Kirk: So this is part of a broader redistricting fight in California and Texas. Let me ask this, why is Utah seemingly having this Democrat-appeasing moderate streak? Let’s just talk more broadly about Utah. You’re a constitutional conservative, Sen. Lee, and one of the best, if not the best, in the nation. And you have an amazing track record. And you’re so good to your constituents, and you represent your voters. Why is it that in Utah, which is supposed to be this solidly red state, why give any ground at all whatsoever? What are the influences that are seeping into Utah that seem to be changing the politic there?
Lee: Perhaps first and foremost, I think we’ve gotten a little complacent with the fact that we’ve had these Republican majorities in both houses of our Legislature, and the governor’s office, and so many of our other prominent elected positions in the state. The fact that we’ve had those under the Republican banner for as many decades as we have has perhaps caused many in the state to not be aware of what’s going on, because you have to dig into some of these details to see what’s going on when something like this happens.

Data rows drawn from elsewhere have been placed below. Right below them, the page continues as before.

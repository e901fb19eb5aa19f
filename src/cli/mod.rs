//! CLI module for lrcsync.

pub mod commands;
mod output;

pub use output::Output;

use clap::{Parser, Subcommand};

/// lrcsync - lyrics that follow the audio
///
/// Parses LRC and SRT transcripts, standalone or embedded in markdown notes,
/// and highlights the active line against a playback clock.
#[derive(Parser, Debug)]
#[command(name = "lrcsync")]
#[command(version, about, long_about = None)]
pub struct Cli {
    /// Increase verbosity (-v for info, -vv for debug, -vvv for trace)
    #[arg(short, long, action = clap::ArgAction::Count, global = true)]
    pub verbose: u8,

    /// Path to configuration file
    #[arg(short, long, global = true)]
    pub config: Option<String>,

    #[command(subcommand)]
    pub command: Commands,
}

#[derive(Subcommand, Debug)]
pub enum Commands {
    /// Parse a transcript and print its lines
    Show {
        /// Transcript file, or a markdown note holding a transcript block
        file: String,

        /// Print the parsed document as JSON
        #[arg(long)]
        json: bool,
    },

    /// Score every transcript format against a file
    Detect {
        /// Transcript file or note
        file: String,
    },

    /// Print the line active at a playback time
    At {
        /// Transcript file or note
        file: String,

        /// Playback time (mm:ss[.fff], hh:mm:ss[.fff] or milliseconds)
        time: String,
    },

    /// Print the note range a transcript line was read from
    Locate {
        /// Markdown note holding a transcript block
        note: String,

        /// Zero-based index of the transcript line
        line: usize,
    },

    /// Follow a simulated playback clock and highlight lines as they play
    Follow {
        /// Transcript file or note
        file: String,

        /// Pause at every line boundary until resumed
        #[arg(long)]
        sentence: bool,

        /// Do not announce scroll requests
        #[arg(long)]
        no_scroll: bool,

        /// Start position
        #[arg(long)]
        start: Option<String>,
    },

    /// Manage configuration
    Config {
        #[command(subcommand)]
        action: ConfigAction,
    },
}

#[derive(Subcommand, Debug)]
pub enum ConfigAction {
    /// Show current configuration
    Show,

    /// Set a configuration value
    Set {
        /// Configuration key (e.g., "playback.sentence_mode")
        key: String,
        /// Configuration value
        value: String,
    },

    /// Open configuration file in editor
    Edit,

    /// Show configuration file path
    Path,
}
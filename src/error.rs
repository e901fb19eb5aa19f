//! Error types for lrcsync.

use thiserror::Error;

/// Library-level error type for lrcsync operations.
///
/// None of the transcript conditions are fatal. Parsers catch
/// `MalformedTimecode` and degrade the entry, sessions turn
/// `UnresolvedMediaSource` into an inline notice, and the offset mapper
/// turns `OutOfRangeOffset` into a default cursor.
#[derive(Error, Debug)]
pub enum LrcsyncError {
    #[error("Configuration error: {0}")]
    Config(String),

    #[error("Malformed timecode: {0}")]
    MalformedTimecode(String),

    #[error("Media source not found: {0}")]
    UnresolvedMediaSource(String),

    #[error("Source offset out of range: {0}")]
    OutOfRangeOffset(String),

    #[error("Render failed: {0}")]
    Render(String),

    #[error("IO error: {0}")]
    Io(#[from] std::io::Error),

    #[error("JSON error: {0}")]
    Json(#[from] serde_json::Error),

    #[error("TOML parse error: {0}")]
    TomlParse(#[from] toml::de::Error),
}

/// Result type alias for lrcsync operations.
pub type Result<T> = std::result::Result<T, LrcsyncError>;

Then you add to that, Charlie, what happens in a state like mine — a Republican state, consistently Republican state — that has no conservative media to speak of. You know, we’ve got a handful here or there. We’ve got a handful of great people on the radio, for example. But as far as our print media, and our mainstream broadcast media — TV and radio — within the state, we have no significant, large-scale conservative, or even right-of-center media within Utah. It’s a pretty mismatched state in terms of the political views of the constituency, the citizenry of Utah, and the disparity between that and the news media establishment. That doesn’t help.

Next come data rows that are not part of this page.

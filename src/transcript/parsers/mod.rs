//! Transcript format parsers and the dispatcher choosing between them.
//!
//! Every registered format scores the content by counting the timestamp
//! tokens it recognizes. The strictly highest score wins and the
//! first-registered format wins ties. When every score is zero the content
//! is opaque: it is shown as-is and never synchronized.

mod lrc;
mod srt;

pub use lrc::LrcParser;
pub use srt::SrtParser;

use super::{Document, TranscriptFormat};
use std::sync::LazyLock;
use tracing::{debug, warn};

/// A transcript format: scoring plus tokenizing.
///
/// Implementations are pure functions of the input text.
pub trait FormatParser: Send + Sync {
    /// The format this parser reads.
    fn format(&self) -> TranscriptFormat;

    /// Confidence score: the number of timestamp tokens recognized.
    fn score(&self, content: &str) -> usize;

    /// Split the content into a header blob and ordered lines.
    fn parse(&self, content: &str) -> Document;
}

static REGISTRY: LazyLock<Vec<Box<dyn FormatParser>>> =
    LazyLock::new(|| vec![Box::new(LrcParser::new()), Box::new(SrtParser::new())]);

/// All registered parsers, in priority order.
pub fn registry() -> &'static [Box<dyn FormatParser>] {
    &REGISTRY
}

/// The registered parser for a format.
pub fn parser_for(format: TranscriptFormat) -> Option<&'static dyn FormatParser> {
    registry()
        .iter()
        .find(|p| p.format() == format)
        .map(|p| p.as_ref())
}

/// Score of every registered format, in registry order.
pub fn scores(content: &str) -> Vec<(TranscriptFormat, usize)> {
    registry()
        .iter()
        .map(|p| (p.format(), p.score(content)))
        .collect()
}

/// Pick the parser with the strictly highest non-zero score.
pub fn detect(content: &str) -> Option<(&'static dyn FormatParser, usize)> {
    let mut best: Option<(&'static dyn FormatParser, usize)> = None;

    for parser in registry() {
        let score = parser.score(content);
        let current = best.map(|(_, s)| s).unwrap_or(0);
        if score > current {
            best = Some((parser.as_ref(), score));
        }
    }

    best
}

/// Parse content with the best-scoring format, or return it as opaque.
pub fn parse_document(content: &str) -> Document {
    let Some((parser, score)) = detect(content) else {
        debug!("No transcript format recognized, rendering as-is");
        return Document::opaque(content);
    };

    debug!("Detected {} transcript ({} tokens)", parser.format(), score);
    let document = parser.parse(content);
    check_ordering(&document);
    document
}

/// Log when timed lines are not in non-decreasing order.
fn check_ordering(document: &Document) {
    let mut previous = None;
    for (index, line) in document.timed_lines() {
        if let (Some(prev), Some(ts)) = (previous, line.timestamp) {
            if ts < prev {
                warn!(
                    "Line {} starts at {} before the previous line ({}); sync index will be reordered",
                    index, ts, prev
                );
            }
        }
        previous = line.timestamp.or(previous);
    }
}

#[cfg(test)]
mod tests {
    use super::*;

    #[test]
    fn test_registry_order() {
        let formats: Vec<_> = registry().iter().map(|p| p.format()).collect();
        assert_eq!(formats, vec![TranscriptFormat::Lrc, TranscriptFormat::Srt]);
        assert!(parser_for(TranscriptFormat::Srt).is_some());
    }

    #[test]
    fn test_detect_lrc() {
        let (parser, score) = detect("[00:01.00]Hello\n[00:03.50]World").unwrap();
        assert_eq!(parser.format(), TranscriptFormat::Lrc);
        assert_eq!(score, 2);
    }

    #[test]
    fn test_detect_srt() {
        let content = "1\n00:00:01,000 --> 00:00:02,000\nHi\n\n2\n00:00:03,000 --> 00:00:04,000\nThere\n";
        let (parser, score) = detect(content).unwrap();
        assert_eq!(parser.format(), TranscriptFormat::Srt);
        assert_eq!(score, 2);
    }

    #[test]
    fn test_highest_score_wins() {
        // one LRC marker inside an SRT body, two SRT cues
        let content = "1\n00:00:01,000 --> 00:00:02,000\n[00:09]quoted\n\n2\n00:00:03,000 --> 00:00:04,000\nThere\n";
        let (parser, _) = detect(content).unwrap();
        assert_eq!(parser.format(), TranscriptFormat::Srt);
    }

    #[test]
    fn test_tie_goes_to_first_registered() {
        let content = "[00:05]lrc line\n\n1\n00:00:01,000 --> 00:00:02,000\nsrt line\n";
        assert_eq!(
            scores(content),
            vec![(TranscriptFormat::Lrc, 1), (TranscriptFormat::Srt, 1)]
        );
        let (parser, _) = detect(content).unwrap();
        assert_eq!(parser.format(), TranscriptFormat::Lrc);
    }

    #[test]
    fn test_unrecognized_is_opaque() {
        let content = "Just some notes.\nNo timestamps here: 12:30 or [bracketed].";
        assert!(scores(content).iter().all(|(_, s)| *s == 0));
        assert!(detect(content).is_none());

        let doc = parse_document(content);
        assert!(doc.is_opaque());
        assert!(doc.lines.is_empty());
        assert_eq!(doc.header, content);
    }

    #[test]
    fn test_empty_content() {
        let doc = parse_document("");
        assert!(doc.is_opaque());
        assert!(doc.lines.is_empty());
    }
}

But here again, just with the apathy problem or the lack of awareness problem, the more people talk about this, the more we can draw attention to it. I think we can remedy some of that defect. And I think what you’re doing with your visit to Utah next week, which I applaud, helps to shed light on these things and helps to raise awareness of what’s actually happening.
Kirk: Senator, in closing here, I want you to comment on the CDC situation. Senate Republicans express alarm over CDC director’s firing. I can’t imagine that you share that view, but if you do, I’d love to hear, because I trust your opinion. What is your opinion on what’s happening at the CDC right now?
Lee: Look, my copy of the Constitution says that the executive power of the U.S. government is vested in the president. Now, for that to mean anything, for the Constitution to hold up, for the separation of powers generally to be respected — including the element of separation of powers that’s found within Article 2, which governs the executive branch and the president — for those things to mean anything, the president, as the head of the executive branch, necessarily must have the authority to hire and fire subordinates.
Some of those subordinate officers require Senate confirmation when he hires them but there’s no comparable restriction on congressional authorization to fire them, nor should there be. By statute, Congress has, over time, unwisely, and I believe unconstitutionally, limited the president’s firing authority to these for-cause circumstances, or through a career civil servant protection, or otherwise.
And that’s wrong. The executive power is lodged in the president. It needs to stay there. And if the CDC director or HHS bureaucrat ignores the president, they have to be held accountable by the president.